I made this for friends last weekend. It was meant to be the supporting act next to stuffed aubergines, grilled chicken, warm flatbread and homemade tzatziki. Three people asked what I’d done differently.

The answer: I roasted the tomatoes for fifteen minutes before assembling. That’s it. That’s the whole upgrade.

A Greek-inspired feast on a wooden table with Greek salad, stuffed aubergines, grilled chicken, flatbread and tzatziki

I started doing this for the nutrition science (stick with me, I’ll explain in a sec), but honestly it’s the flavour change that makes people notice. Roasting concentrates the sweetness and gives you soft, almost-jammy tomatoes instead of the watery raw ones that tend to drown most Greek salads. The science is just a nice bonus.

The Lycopene Trick (Yes, Cooking Tomatoes Is Actually a Good Thing)

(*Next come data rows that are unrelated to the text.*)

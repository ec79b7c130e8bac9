//! Token Aggregator - multi-source contract lookup
//!
//! 1. CoinGecko contract lookup (required, errors abort)
//! 2. Flatten into a [`TokenSummary`]
//! 3. If a symbol is known, Etherscan supply + Messari profile concurrently
//! 4. Return summary plus the raw per-source payloads

use serde_json::{json, Value};
use tracing::info;

use crate::core::market::token_by_contract;
use crate::models::{
    AggregatedSources, AppResult, Enrichment, TokenFullReport, TokenSummary, UnavailableReason,
};
use crate::providers::Providers;
use crate::utils::json::{f64_at, first_str_at, str_at, u64_at};

impl TokenSummary {
    /// Flatten a CoinGecko `/coins/{platform}/contract/{address}` payload
    pub fn from_coingecko(data: &Value) -> Self {
        Self {
            id: str_at(data, "id"),
            name: str_at(data, "name"),
            symbol: str_at(data, "symbol"),
            contract_address: str_at(data, "contract_address"),
            image: str_at(data, "image.large"),
            price_usd: f64_at(data, "market_data.current_price.usd"),
            market_cap_usd: f64_at(data, "market_data.market_cap.usd"),
            total_volume_usd: f64_at(data, "market_data.total_volume.usd"),
            price_change_percentage_24h: f64_at(data, "market_data.price_change_percentage_24h"),
            total_supply: f64_at(data, "market_data.total_supply"),
            circulating_supply: f64_at(data, "market_data.circulating_supply"),
            max_supply: f64_at(data, "market_data.max_supply"),
            homepage: first_str_at(data, "links.homepage"),
            chat: first_str_at(data, "links.chat_url"),
            github: first_str_at(data, "links.repos_url.github"),
            twitter: str_at(data, "links.twitter_screen_name"),
            description: str_at(data, "description.en"),
            twitter_followers: u64_at(data, "community_data.twitter_followers"),
            telegram_users: u64_at(data, "community_data.telegram_channel_user_count"),
            github_stars: u64_at(data, "developer_data.stars"),
            github_forks: u64_at(data, "developer_data.forks"),
            commit_count_4_weeks: u64_at(data, "developer_data.commit_count_4_weeks"),
        }
    }
}

/// Full lookup for an Ethereum contract address
pub async fn full_token_lookup(providers: &Providers, address: &str) -> AppResult<TokenFullReport> {
    let coingecko = token_by_contract(&providers.coingecko, address).await?;
    let summary = TokenSummary::from_coingecko(&coingecko);

    let (etherscan, messari) = match summary.symbol.as_deref().filter(|s| !s.is_empty()) {
        Some(symbol) => {
            let (supply, profile) = tokio::join!(
                providers.etherscan.token_supply(address),
                providers.messari.asset_profile(symbol),
            );
            (supply.map(|raw| json!({ "total_supply": raw })), profile)
        }
        None => {
            info!("No symbol for {}, skipping enrichment", address);
            (
                Enrichment::Unavailable(UnavailableReason::MissingSymbol),
                Enrichment::Unavailable(UnavailableReason::MissingSymbol),
            )
        }
    };

    info!(
        "🧩 Aggregated {} ({}): etherscan={}, messari={}",
        summary.name.as_deref().unwrap_or("Unknown"),
        address,
        etherscan.is_available(),
        messari.is_available()
    );

    Ok(TokenFullReport {
        summary,
        sources: AggregatedSources {
            coingecko: Some(coingecko),
            etherscan: etherscan.into_option(),
            messari: messari.into_option(),
        },
    })
}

Most recipes will tell you to use the freshest, ripest tomatoes you can find. I’m telling you to put them in a hot oven first. Hear me out.

Cooking tomatoes increases the bioavailability of lycopene, the deep-red carotenoid that gives tomatoes their colour and is linked to a long list of health benefits, particularly for cardiovascular and skin health (1). The catch is, tomatoes lock most of their lycopene inside tough plant cell walls. When you eat them raw, your gut only manages to extract a small fraction of it. Heat changes that.

Quartered vine tomatoes in a white enamel dish, drizzled with olive oil and sea salt, ready to roast

Here’s the cool bit. A study by Gärtner and colleagues (2) found that lycopene from cooked tomato paste was around 2.5 times more bioavailable than from raw tomatoes. Later research has shown the same pattern across different cooking methods and times (3). So when the raw food crowd tell you cooking destroys nutrients? Sometimes they’re right, sure. But sometimes (like here) heat actually does the opposite.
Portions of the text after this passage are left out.